Sie hatte ihm all dies schon am selben Abend in einem Café erzählt, wohin er sie von seinem Preisgeld zum Essen eingeladen hatte. Sie sagte ihm wie selbstverständlich, dass er keine Wahl gehabt habe. Sie hatte entschieden, dass sie ihn wollte. Sie hatte ihn beim Rennen beobachtet, seine Aufmerksamkeit auf sich gelenkt und sein Schicksal in ihre Hand genommen.
»Was – das Schicksal, dein Essen von meinem Geld zu bezahlen?« »Genau«, erwiderte sie.
Das ist fantasisch, dachte er: eine femme fatale, die auf mich steht.
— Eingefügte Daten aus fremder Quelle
//! Model declaration types.
//!
//! Supported field types:
//! - int: 64-bit signed integer
//! - float: 64-bit floating point
//! - str: UTF-8 string
//! - bool: Boolean
//! - datetime: RFC 3339 timestamp, normalized on input
//! - uuid: canonical hyphenated UUID, normalized on input
//! - list: homogeneous list with a single item type
//! - optional: nullable wrapper around an inner type
//! - union: ordered alternatives, first match wins
//! - model: reference to another registered model
//! - custom: a registered parser function (interpreted path only)
//!
//! A declaration is pure data: it can be built with [`ModelBuilder`],
//! serialized to JSON, stored on disk, and reloaded. Hooks are the one
//! exception — they are process-local callbacks attached through the
//! builder and never serialized.
//!
//! [`ModelBuilder`]: super::builder::ModelBuilder

use serde::{Deserialize, Serialize};
use serde_json::Value;
use std::collections::HashMap;

use super::hooks::{FieldHook, RootHook};

/// Declared field type.
#[derive(Debug, Clone, PartialEq, Serialize, Deserialize)]
#[serde(tag = "type", rename_all = "lowercase")]
pub enum TypeExpr {
    /// 64-bit signed integer
    Int,
    /// 64-bit floating point
    Float,
    /// UTF-8 string
    Str,
    /// Boolean
    Bool,
    /// RFC 3339 timestamp
    Datetime,
    /// Canonical UUID
    Uuid,
    /// Homogeneous list with a single item type
    List {
        /// Item type (boxed to allow recursive types)
        item: Box<TypeExpr>,
    },
    /// Nullable wrapper
    Optional {
        /// Inner type
        inner: Box<TypeExpr>,
    },
    /// Ordered alternatives, tried left to right
    Union {
        /// Alternative types in declaration order
        alternatives: Vec<TypeExpr>,
    },
    /// Reference to another registered model
    Model {
        /// Referenced model name
        model: String,
    },
    /// Registered custom parser, resolved at finalize
    Custom {
        /// Parser name
        parser: String,
    },
}

impl TypeExpr {
    /// Returns the type name for error messages.
    pub fn type_name(&self) -> &'static str {
        match self {
            TypeExpr::Int => "int",
            TypeExpr::Float => "float",
            TypeExpr::Str => "str",
            TypeExpr::Bool => "bool",
            TypeExpr::Datetime => "datetime",
            TypeExpr::Uuid => "uuid",
            TypeExpr::List { .. } => "list",
            TypeExpr::Optional { .. } => "optional",
            TypeExpr::Union { .. } => "union",
            TypeExpr::Model { .. } => "model",
            TypeExpr::Custom { .. } => "custom",
        }
    }

    /// Shorthand for a list type.
    pub fn list(item: TypeExpr) -> Self {
        TypeExpr::List {
            item: Box::new(item),
        }
    }

    /// Shorthand for an optional type.
    pub fn optional(inner: TypeExpr) -> Self {
        TypeExpr::Optional {
            inner: Box::new(inner),
        }
    }

    /// Shorthand for a union type.
    pub fn union(alternatives: Vec<TypeExpr>) -> Self {
        TypeExpr::Union { alternatives }
    }

    /// Shorthand for a model reference.
    pub fn model(name: impl Into<String>) -> Self {
        TypeExpr::Model { model: name.into() }
    }

    /// Shorthand for a custom parser reference.
    pub fn custom(parser: impl Into<String>) -> Self {
        TypeExpr::Custom {
            parser: parser.into(),
        }
    }

    /// True if this type (at any nesting level) uses a custom parser.
    ///
    /// The compiled fast path does not represent custom parsers; a model
    /// containing one always runs interpreted.
    pub fn contains_custom(&self) -> bool {
        match self {
            TypeExpr::Custom { .. } => true,
            TypeExpr::List { item } => item.contains_custom(),
            TypeExpr::Optional { inner } => inner.contains_custom(),
            TypeExpr::Union { alternatives } => alternatives.iter().any(|a| a.contains_custom()),
            _ => false,
        }
    }

    /// Visits every model name referenced at any nesting level.
    pub fn referenced_models(&self, out: &mut Vec<String>) {
        match self {
            TypeExpr::Model { model } => out.push(model.clone()),
            TypeExpr::List { item } => item.referenced_models(out),
            TypeExpr::Optional { inner } => inner.referenced_models(out),
            TypeExpr::Union { alternatives } => {
                for alt in alternatives {
                    alt.referenced_models(out);
                }
            }
            _ => {}
        }
    }

    /// Visits every custom parser name referenced at any nesting level.
    pub fn referenced_parsers(&self, out: &mut Vec<String>) {
        match self {
            TypeExpr::Custom { parser } => out.push(parser.clone()),
            TypeExpr::List { item } => item.referenced_parsers(out),
            TypeExpr::Optional { inner } => inner.referenced_parsers(out),
            TypeExpr::Union { alternatives } => {
                for alt in alternatives {
                    alt.referenced_parsers(out);
                }
            }
            _ => {}
        }
    }
}

/// Constraint payload attached to a field.
///
/// Constraints are routed to the type layer they apply to during
/// compilation: numeric bounds reach int/float, length and pattern reach
/// str, item-count and uniqueness stick to the list layer. Inapplicable
/// constraints are a definition-time error, never silently dropped.
#[derive(Debug, Clone, Default, PartialEq, Serialize, Deserialize)]
#[serde(default)]
pub struct Constraints {
    /// Inclusive numeric lower bound
    #[serde(skip_serializing_if = "Option::is_none")]
    pub ge: Option<f64>,
    /// Inclusive numeric upper bound
    #[serde(skip_serializing_if = "Option::is_none")]
    pub le: Option<f64>,
    /// Value must be a multiple of this
    #[serde(skip_serializing_if = "Option::is_none")]
    pub multiple_of: Option<f64>,
    /// Minimum string length in characters
    #[serde(skip_serializing_if = "Option::is_none")]
    pub min_len: Option<usize>,
    /// Maximum string length in characters
    #[serde(skip_serializing_if = "Option::is_none")]
    pub max_len: Option<usize>,
    /// Regular expression the whole string must match
    #[serde(skip_serializing_if = "Option::is_none")]
    pub pattern: Option<String>,
    /// Trim surrounding whitespace before checks
    pub trim: bool,
    /// Lowercase before checks
    pub lowercase: bool,
    /// Minimum number of list items
    #[serde(skip_serializing_if = "Option::is_none")]
    pub min_items: Option<usize>,
    /// Maximum number of list items
    #[serde(skip_serializing_if = "Option::is_none")]
    pub max_items: Option<usize>,
    /// Reject duplicate list items
    pub unique_items: bool,
}

impl Constraints {
    /// True if no constraint is set.
    pub fn is_empty(&self) -> bool {
        *self == Constraints::default()
    }

    /// True if any numeric constraint is set.
    pub fn has_numeric(&self) -> bool {
        self.ge.is_some() || self.le.is_some() || self.multiple_of.is_some()
    }

    /// True if any string constraint or transform is set.
    pub fn has_string(&self) -> bool {
        self.min_len.is_some()
            || self.max_len.is_some()
            || self.pattern.is_some()
            || self.trim
            || self.lowercase
    }

    /// True if any list constraint is set.
    pub fn has_list(&self) -> bool {
        self.min_items.is_some() || self.max_items.is_some() || self.unique_items
    }

    /// Returns a copy with the list-layer constraints cleared.
    ///
    /// Used when routing the remaining constraints to the item type.
    pub(crate) fn without_list(&self) -> Constraints {
        Constraints {
            min_items: None,
            max_items: None,
            unique_items: false,
            ..self.clone()
        }
    }

    /// Narrows the numeric constraints to integer bounds.
    ///
    /// `ge: 0.5` on an int field means `ge: 1`; `le: 10.5` means `le: 10`.
    /// A fractional `multiple_of` is rejected at compile time, so the
    /// rounding here is exact. Both execution paths use this narrowing.
    pub(crate) fn int_bounds(&self) -> (Option<i64>, Option<i64>, Option<i64>) {
        let ge = self.ge.map(|b| b.ceil() as i64);
        let le = self.le.map(|b| b.floor() as i64);
        let multiple_of = self.multiple_of.map(|b| b.round() as i64);
        (ge, le, multiple_of)
    }
}

/// A single field declaration. Immutable once compiled.
#[derive(Debug, Clone, PartialEq, Serialize, Deserialize)]
pub struct FieldDecl {
    /// Field name, unique within the model
    pub name: String,
    /// Declared type
    #[serde(flatten)]
    pub ty: TypeExpr,
    /// Constraint payload
    #[serde(default, skip_serializing_if = "Constraints::is_empty")]
    pub constraints: Constraints,
    /// Whether the field must be present in input
    pub required: bool,
    /// Default substituted when the field is missing
    #[serde(default, skip_serializing_if = "Option::is_none")]
    pub default: Option<Value>,
}

/// Per-model configuration.
#[derive(Debug, Clone, Copy, Default, PartialEq, Serialize, Deserialize)]
#[serde(default)]
pub struct ModelConfig {
    /// Report unknown input keys instead of ignoring them
    pub strict_extra: bool,
    /// Allow post-construction writes with single-field re-validation
    pub validate_assignment: bool,
    /// Override the engine-wide coercion mode for this model
    #[serde(skip_serializing_if = "Option::is_none")]
    pub strict_types: Option<bool>,
}

/// A complete model declaration: ordered fields plus configuration.
#[derive(Debug, Clone, Serialize, Deserialize)]
pub struct ModelDecl {
    /// Model name, unique within a registry
    pub name: String,
    /// Optional description, carried into the schema export
    #[serde(default, skip_serializing_if = "Option::is_none")]
    pub description: Option<String>,
    /// Field declarations in declaration order
    pub fields: Vec<FieldDecl>,
    /// Per-model configuration
    #[serde(default)]
    pub config: ModelConfig,
    /// Cross-field hooks, keyed by field name. Never serialized.
    #[serde(skip)]
    pub field_hooks: HashMap<String, FieldHook>,
    /// Whole-model hook. Never serialized.
    #[serde(skip)]
    pub root_hook: Option<RootHook>,
}

impl ModelDecl {
    /// Looks up a field declaration by name.
    pub fn field(&self, name: &str) -> Option<&FieldDecl> {
        self.fields.iter().find(|f| f.name == name)
    }
}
Das Leben kann so schön sein.
Sein erstes Gefühl auf dem Podium war gewesen, dass dies ein Geschenk Gottes sei. Als sich die Menge teilte, kam er sich vor wie Moses, der das erste Mal auf Israel schaut. Wie Milch und Honig.
Warum ist das nur so schiefgegangen?
Will bog um die Ecke zum Trainingszentrum. Die Autos der führenden Fahrer standen schon da. Bourgoin. Merkel. Sogar Cacciavilani war früh da. Es war bedeutungslos, dass er mit dem Rad gekommen war, aber es gab ihm irgendwie ein gutes Gefühl.
»Hallo, Überlebender.«
Will fuhr zu Cheryl an den Straßenrand.
»Überlebender?«
»Ich habe gehört, dass Deeds sich mit seinen Bedenken nicht recht durchsetzen konnte.«
»Ja, es muss eine gute Show gewesen sein.« Plötzlich verlor er sich in ihrem Gesicht, in der Form, der Farbe und in der Zartheit. Sie schaute ihn missbilligend an und er rüttelte sich wach.
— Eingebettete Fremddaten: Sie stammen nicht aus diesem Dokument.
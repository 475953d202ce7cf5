//! CLI subsystem.
//!
//! Argument parsing, command dispatch, and surface errors. `main.rs`
//! delegates here and only maps the result to an exit code.

mod args;
mod commands;
mod errors;

pub use args::{Cli, Command};
pub use commands::run;
pub use errors::{CliError, CliResult};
»Bild dir bloß nichts ein, du Idiot.«
»Hey, Hey... tut mir Leid. Ich war für einen Augenblick bewusstlos, aber jetzt bin ich wieder da. Gehirn ausgeschaltet. Ich nehme an, du musst ganz schön was einstecken, weil du bist, wer du bist – was du bist – eine ... « Er rang nach einem Wort, das ihn nicht wie einen vollständigen Trottel aussehen lassen würde.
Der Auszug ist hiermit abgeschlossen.